Among the entries, find each line that includes the string "derive" and list it.

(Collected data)
-*-*-

use chrono::NaiveDate;
use sqlx_format_bind::prelude::*;
use sqlx_format_bind::{first, Decimal};
use uuid::Uuid;

#[derive(Debug, Default, Clone, PartialEq)]
struct Sample {
    flag: bool,
    byte: u8,
    letter: char,
    small: i16,
    medium: i32,
    large: i64,
    ratio: f64,
    amount: Decimal,
    label: String,
    blob: Vec<u8>,
    created: chrono::NaiveDateTime,
    key: Uuid,
    note: Option<String>,
}

impl Entity for Sample {
    fn describe(d: &mut DescriptorBuilder<Self>) {
        d.field("flag", |s| &mut s.flag)
            .field("byte", |s| &mut s.byte)
            .field("letter", |s| &mut s.letter)
            .field("small", |s| &mut s.small)
            .field("medium", |s| &mut s.medium)
            .field("large", |s| &mut s.large)
            .field("ratio", |s| &mut s.ratio)
            .field("amount", |s| &mut s.amount)
            .field("label", |s| &mut s.label)
            .field("blob", |s| &mut s.blob)
            .field("created", |s| &mut s.created)
            .field("key", |s| &mut s.key)
            .field("note", |s| &mut s.note);
    }
}

const COLUMNS: [&str; 13] = [
    "flag", "byte", "letter", "small", "medium", "large", "ratio", "amount", "label", "blob",
    "created", "key", "note",
];

fn row() -> Vec<Value> {
    let created = NaiveDate::from_ymd_opt(2024, 2, 29)
        .and_then(|d| d.and_hms_milli_opt(13, 45, 10, 250))
        .unwrap();
    vec![
        Value::Bool(true),
        Value::Byte(200),
        Value::Char('λ'),
        Value::Int16(-12),
        Value::Int32(70_000),
        Value::Int64(-9_000_000_000),
        Value::Double(0.125),
        Value::Decimal("1234.5600".parse().unwrap()),
        Value::Text("O'Brien".into()),
        Value::Bytes(vec![0, 1, 254, 255]),
        Value::DateTime(created),
        Value::Guid(Uuid::from_u128(0x1234_5678_9abc_def0_1234_5678_9abc_def0)),
        Value::Null,
    ]
}

#[test]
fn materialized_row_rebinds_unchanged() {
    let mut rows = RowSet::new(COLUMNS).with_row(row()).unwrap();
    let sample: Sample = first(&mut rows).unwrap().unwrap();

    let template = template!(
        "INSERT INTO samples VALUES ({0}, {1}, {2}, {3}, {4}, {5}, {6}, {7}, {8}, {9}, {10}, {11}, {12})",
        sample.flag,
        sample.byte,
        sample.letter,
        sample.small,
        sample.medium,
        sample.large,
        sample.ratio,
        sample.amount,
        sample.label,
        sample.blob,
        sample.created,
        sample.key,
        sample.note,
    );
    let statement = Binder::new().unwrap().compile(&template, "MySQL").unwrap();

    assert_eq!(statement.text().matches('?').count(), COLUMNS.len());
    let rebound: Vec<Value> = statement
        .parameters()
        .iter()
        .map(|p| p.value().clone())
        .collect();
    assert_eq!(rebound, row());
}

#[test]
fn materialize_then_filter_by_collected_keys() {
    let mut rows = RowSet::new(["id", "name"])
        .with_row([Value::Int32(4), Value::Text("a".into())])
        .unwrap()
        .with_row([Value::Int32(9), Value::Text("b".into())])
        .unwrap();

    #[derive(Default)]
    struct Item {
        id: i32,
    }

    impl Entity for Item {
        fn describe(d: &mut DescriptorBuilder<Self>) {
            d.field("Id", |i| &mut i.id);
        }
    }

    let ids: Vec<i32> = materialize_all::<Item, _>(&mut rows)
        .map(|item| item.map(|i| i.id))
        .collect::<Result<_>>()
        .unwrap();

    let statement = Binder::new()
        .unwrap()
        .compile(&template!("DELETE FROM items WHERE id IN ({0})", ids), "PostgreSQL")
        .unwrap();
    assert_eq!(statement.text(), "DELETE FROM items WHERE id IN ($1,$2)");
    assert_eq!(
        statement.parameters().iter().map(|p| p.value().clone()).collect::<Vec<_>>(),
        vec![Value::Int32(4), Value::Int32(9)]
    );
}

-*-*-

TASK SOLUTION:
#[derive(Debug, Default, Clone, PartialEq)]
    #[derive(Default)]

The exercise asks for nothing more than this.